■ Activity
From the top of the records below, return each line exactly, ending with the line that contains "Keys are PascalCase".

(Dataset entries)
╔══
//! # Manifest Records
//!
//! The structured records this crate produces and reads back. A
//! [`DefaultLocaleManifest`] is the output of a resolution run; an [`InstallerManifest`] is
//! only ever read, as part of the previously published snapshot.
//!
//! Records are handed to an external serializer as plain serde values. Keys are PascalCase
//! and absent optional fields are skipped, which matches the published manifest schema:
//!
//! ```toml
//! PackageIdentifier = "Foo.Bar"
//! PackageVersion = "1.2.3"
//! PackageLocale = "en-US"
//! Publisher = "Foo"
//! PackageName = "Bar"
//! License = "MIT"
//! ShortDescription = "A bar for foo"
//! ManifestType = "defaultLocale"
//! ManifestVersion = "1.6.0"
//! ```
//!
//! ## Assembly
//!
//! [`DefaultLocaleManifest::assemble`] is the only constructor used by the resolver. It
//! combines the run identity, the resolved [`LocaleFields`] and a [`Stamp`], inheriting the
//! fields this engine does not resolve from the previous snapshot when one exists.

use serde::{Deserialize, Serialize};
use url::Url;

use crate::id::{Locale, PackageIdentifier, PackageVersion};

/// The schema version stamped when no override is configured.
pub const MANIFEST_VERSION: &str = "1.6.0";

//================================================================================================
// Types
//================================================================================================

/// The kind of manifest a record represents.
#[derive(Serialize, Deserialize, Debug, Clone, Copy, PartialEq, Eq)]
#[serde(rename_all = "camelCase")]
pub enum ManifestType {
    /// The default locale manifest.
    DefaultLocale,
    /// An additional locale manifest.
    Locale,
    /// The installer manifest.
    Installer,
    /// The version manifest.
    Version,
}

/// Fixed metadata written into every produced record.
#[derive(Debug, Clone, PartialEq, Eq)]
pub struct Stamp {
    manifest_version: String,
}

/// The identifiers fixed for a run.
#[derive(Serialize, Deserialize, Debug, Clone, PartialEq, Eq)]
pub struct Identity {
    /// The package identifier.
    pub identifier: PackageIdentifier,
    /// The package version being authored.
    pub version: PackageVersion,
    /// The default locale of the package.
    pub locale: Locale,
}

/// Every content field of a default locale manifest after precedence resolution.
#[derive(Debug, Clone, PartialEq, Eq, Default)]
pub struct LocaleFields {
    /// The publisher name.
    pub publisher: String,
    /// The publisher's home page.
    pub publisher_url: Option<Url>,
    /// The publisher's support page.
    pub publisher_support_url: Option<Url>,
    /// The privacy policy page.
    pub privacy_url: Option<Url>,
    /// The package author.
    pub author: Option<String>,
    /// The package name.
    pub package_name: String,
    /// The package home page.
    pub package_url: Option<Url>,
    /// The license, empty when unknown.
    pub license: String,
    /// The license page.
    pub license_url: Option<Url>,
    /// The copyright notice.
    pub copyright: Option<String>,
    /// The copyright page.
    pub copyright_url: Option<Url>,
    /// A one-line summary, empty when unknown.
    pub short_description: String,
    /// The long description, one sentence per line.
    pub description: Option<String>,
    /// The common short name of the package.
    pub moniker: Option<String>,
    /// Search tags.
    pub tags: Option<Vec<String>>,
    /// Release notes for this version.
    pub release_notes: Option<String>,
    /// The release notes page for this version.
    pub release_notes_url: Option<Url>,
}

/// The default locale manifest record.
///
/// Produced once per run by [`DefaultLocaleManifest::assemble`]; the engine never mutates a
/// record after handing it out.
#[derive(Serialize, Deserialize, Debug, Clone, PartialEq, Eq)]
#[serde(rename_all = "PascalCase")]
pub struct DefaultLocaleManifest {
    /// The package identifier.
    pub package_identifier: PackageIdentifier,
    /// The package version.
    pub package_version: PackageVersion,
    /// The locale of this manifest.
    pub package_locale: Locale,
    /// The publisher name.
    pub publisher: String,
    /// The publisher's home page.
    #[serde(default, skip_serializing_if = "Option::is_none")]
    pub publisher_url: Option<Url>,
    /// The publisher's support page.
    #[serde(default, skip_serializing_if = "Option::is_none")]
    pub publisher_support_url: Option<Url>,
    /// The privacy policy page.
    #[serde(default, skip_serializing_if = "Option::is_none")]
    pub privacy_url: Option<Url>,
    /// The package author.
    #[serde(default, skip_serializing_if = "Option::is_none")]
    pub author: Option<String>,
    /// The package name.
    pub package_name: String,
    /// The package home page.
    #[serde(default, skip_serializing_if = "Option::is_none")]
    pub package_url: Option<Url>,
    /// The license, empty when unknown.
    pub license: String,
    /// The license page.
    #[serde(default, skip_serializing_if = "Option::is_none")]
    pub license_url: Option<Url>,
    /// The copyright notice.
    #[serde(default, skip_serializing_if = "Option::is_none")]
    pub copyright: Option<String>,
    /// The copyright page.
    #[serde(default, skip_serializing_if = "Option::is_none")]
    pub copyright_url: Option<Url>,
    /// A one-line summary, empty when unknown.
    pub short_description: String,
    /// The long description, one sentence per line.
    #[serde(default, skip_serializing_if = "Option::is_none")]
    pub description: Option<String>,
    /// The common short name of the package.
    #[serde(default, skip_serializing_if = "Option::is_none")]
    pub moniker: Option<String>,
    /// Search tags.
    #[serde(default, skip_serializing_if = "Option::is_none")]
    pub tags: Option<Vec<String>>,
    /// Release notes for this version.
    #[serde(default, skip_serializing_if = "Option::is_none")]
    pub release_notes: Option<String>,
    /// The release notes page for this version.
    #[serde(default, skip_serializing_if = "Option::is_none")]
    pub release_notes_url: Option<Url>,
    /// The purchase page, carried over from the previous version.
    #[serde(default, skip_serializing_if = "Option::is_none")]
    pub purchase_url: Option<Url>,
    /// Notes shown after installation, carried over from the previous version.
    #[serde(default, skip_serializing_if = "Option::is_none")]
    pub installation_notes: Option<String>,
    /// The kind of manifest.
    pub manifest_type: ManifestType,
    /// The manifest schema version.
    pub manifest_version: String,
}

/// The installer technology a package ships with.
#[derive(Serialize, Deserialize, Debug, Clone, Copy, PartialEq, Eq, Hash)]
#[serde(rename_all = "lowercase")]
pub enum InstallerType {
    /// An MSIX package.
    Msix,
    /// A Windows Installer package.
    Msi,
    /// An APPX package.
    Appx,
    /// A plain executable installer.
    Exe,
    /// A zip archive.
    Zip,
    /// An Inno Setup installer.
    Inno,
    /// A Nullsoft (NSIS) installer.
    Nullsoft,
    /// A WiX-built MSI.
    Wix,
    /// A WiX Burn bundle.
    Burn,
    /// A progressive web app.
    Pwa,
    /// A portable executable.
    Portable,
    /// A font package.
    Font,
}

/// Switches passed to an installer.
#[derive(Serialize, Deserialize, Debug, Clone, Default, PartialEq, Eq)]
#[serde(rename_all = "PascalCase")]
pub struct InstallerSwitches {
    /// Switches for a fully silent install.
    #[serde(default, skip_serializing_if = "Option::is_none")]
    pub silent: Option<String>,
    /// Switches for a non-interactive install that shows progress.
    #[serde(default, skip_serializing_if = "Option::is_none")]
    pub silent_with_progress: Option<String>,
    /// Extra switches passed on every install.
    #[serde(default, skip_serializing_if = "Option::is_none")]
    pub custom: Option<String>,
}

/// A single installer entry.
#[derive(Serialize, Deserialize, Debug, Clone, Default, PartialEq, Eq)]
#[serde(rename_all = "PascalCase")]
pub struct Installer {
    /// The target architecture.
    #[serde(default, skip_serializing_if = "Option::is_none")]
    pub architecture: Option<String>,
    /// The installer technology.
    #[serde(default, skip_serializing_if = "Option::is_none")]
    pub installer_type: Option<InstallerType>,
    /// Where the installer is downloaded from.
    #[serde(default, skip_serializing_if = "Option::is_none")]
    pub installer_url: Option<Url>,
    /// Switches passed to the installer.
    #[serde(default, skip_serializing_if = "Option::is_none")]
    pub installer_switches: Option<InstallerSwitches>,
}

/// The installer manifest, holding manifest-wide defaults and per-installer overrides.
#[derive(Serialize, Deserialize, Debug, Clone, PartialEq, Eq)]
#[serde(rename_all = "PascalCase")]
pub struct InstallerManifest {
    /// The package identifier.
    pub package_identifier: PackageIdentifier,
    /// The package version.
    pub package_version: PackageVersion,
    /// The installer technology.
    #[serde(default, skip_serializing_if = "Option::is_none")]
    pub installer_type: Option<InstallerType>,
    /// Switches passed to the installer.
    #[serde(default, skip_serializing_if = "Option::is_none")]
    pub installer_switches: Option<InstallerSwitches>,
    /// Per-installer entries, in recording order.
    #[serde(default)]
    pub installers: Vec<Installer>,
    /// The kind of manifest.
    pub manifest_type: ManifestType,
    /// The manifest schema version.
    pub manifest_version: String,
}

//================================================================================================
// Impls
//================================================================================================

impl Stamp {
    /// Stamp with the configured schema version, or [`MANIFEST_VERSION`] without one.
    pub fn new(version_override: Option<&str>) -> Self {
        Stamp {
            manifest_version: version_override.unwrap_or(MANIFEST_VERSION).to_owned(),
        }
    }

    /// The schema version this stamp writes.
    pub fn manifest_version(&self) -> &str {
        &self.manifest_version
    }
}

impl Default for Stamp {
    fn default() -> Self {
        Stamp::new(None)
    }
}

impl DefaultLocaleManifest {
    /// Combine resolved fields into the final record.
    ///
    /// Fields outside [`LocaleFields`] are inherited from `base` when a previous snapshot
    /// exists; everything else is taken from `fields` as resolved, so an absent field in
    /// `fields` stays absent even if `base` had it.
    pub fn assemble(
        base: Option<&DefaultLocaleManifest>,
        identity: &Identity,
        fields: LocaleFields,
        stamp: &Stamp,
    ) -> Self {
        let LocaleFields {
            publisher,
            publisher_url,
            publisher_support_url,
            privacy_url,
            author,
            package_name,
            package_url,
            license,
            license_url,
            copyright,
            copyright_url,
            short_description,
            description,
            moniker,
            tags,
            release_notes,
            release_notes_url,
        } = fields;

        DefaultLocaleManifest {
            package_identifier: identity.identifier.clone(),
            package_version: identity.version.clone(),
            package_locale: identity.locale.clone(),
            publisher,
            publisher_url,
            publisher_support_url,
            privacy_url,
            author,
            package_name,
            package_url,
            license,
            license_url,
            copyright,
            copyright_url,
            short_description,
            description,
            moniker,
            tags,
            release_notes,
            release_notes_url,
            purchase_url: base.and_then(|b| b.purchase_url.clone()),
            installation_notes: base.and_then(|b| b.installation_notes.clone()),
            manifest_type: ManifestType::DefaultLocale,
            manifest_version: stamp.manifest_version.clone(),
        }
    }
}

impl InstallerSwitches {
    /// Whether no switch is set.
    pub fn is_empty(&self) -> bool {
        self.silent.is_none() && self.silent_with_progress.is_none() && self.custom.is_none()
    }
}

#[cfg(test)]
mod tests {
    use super::*;

    fn identity() -> anyhow::Result<Identity> {
        Ok(Identity {
            identifier: "Foo.Bar".parse()?,
            version: "1.2.3".parse()?,
            locale: "en-US".parse()?,
        })
    }

    #[test]
    fn assemble_stamps_and_inherits() -> anyhow::Result<()> {
        let identity = identity()?;
        let previous = DefaultLocaleManifest {
            purchase_url: Some(Url::parse("https://foo.example/buy")?),
            installation_notes: Some("Restart afterwards".into()),
            author: Some("Old Author".into()),
            ..DefaultLocaleManifest::assemble(
                None,
                &identity,
                LocaleFields::default(),
                &Stamp::default(),
            )
        };
        let fields = LocaleFields {
            publisher: "Foo".into(),
            package_name: "Bar".into(),
            license: "MIT".into(),
            short_description: "A bar".into(),
            ..Default::default()
        };

        let record =
            DefaultLocaleManifest::assemble(Some(&previous), &identity, fields, &Stamp::new(Some("1.5.0")));

        assert_eq!(record.manifest_type, ManifestType::DefaultLocale);
        assert_eq!(record.manifest_version, "1.5.0");
        assert_eq!(record.installation_notes.as_deref(), Some("Restart afterwards"));
        assert!(record.purchase_url.is_some());
        // resolved fields win even when absent
        assert_eq!(record.author, None);
        assert_eq!(record.publisher, "Foo");
        Ok(())
    }

    #[test]
    fn serialized_keys() -> anyhow::Result<()> {
        let fields = LocaleFields {
            publisher: "Foo".into(),
            package_name: "Bar".into(),
            license: "MIT".into(),
            short_description: "A bar".into(),
            privacy_url: Some(Url::parse("https://foo.example/privacy")?),
            ..Default::default()
        };
        let record = DefaultLocaleManifest::assemble(None, &identity()?, fields, &Stamp::default());
        let value = serde_json::to_value(&record)?;

        assert_eq!(value["ManifestType"], "defaultLocale");
        assert_eq!(value["ManifestVersion"], MANIFEST_VERSION);
        assert_eq!(value["PrivacyUrl"], "https://foo.example/privacy");
        assert!(value.get("Author").is_none());
        assert!(value.get("Tags").is_none());

        let back: DefaultLocaleManifest = serde_json::from_value(value)?;
        assert_eq!(back, record);
        Ok(())
    }
}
╚══
■ Answer for this exercise
//! # Manifest Records
//!
//! The structured records this crate produces and reads back. A
//! [`DefaultLocaleManifest`] is the output of a resolution run; an [`InstallerManifest`] is
//! only ever read, as part of the previously published snapshot.
//!
//! Records are handed to an external serializer as plain serde values. Keys are PascalCase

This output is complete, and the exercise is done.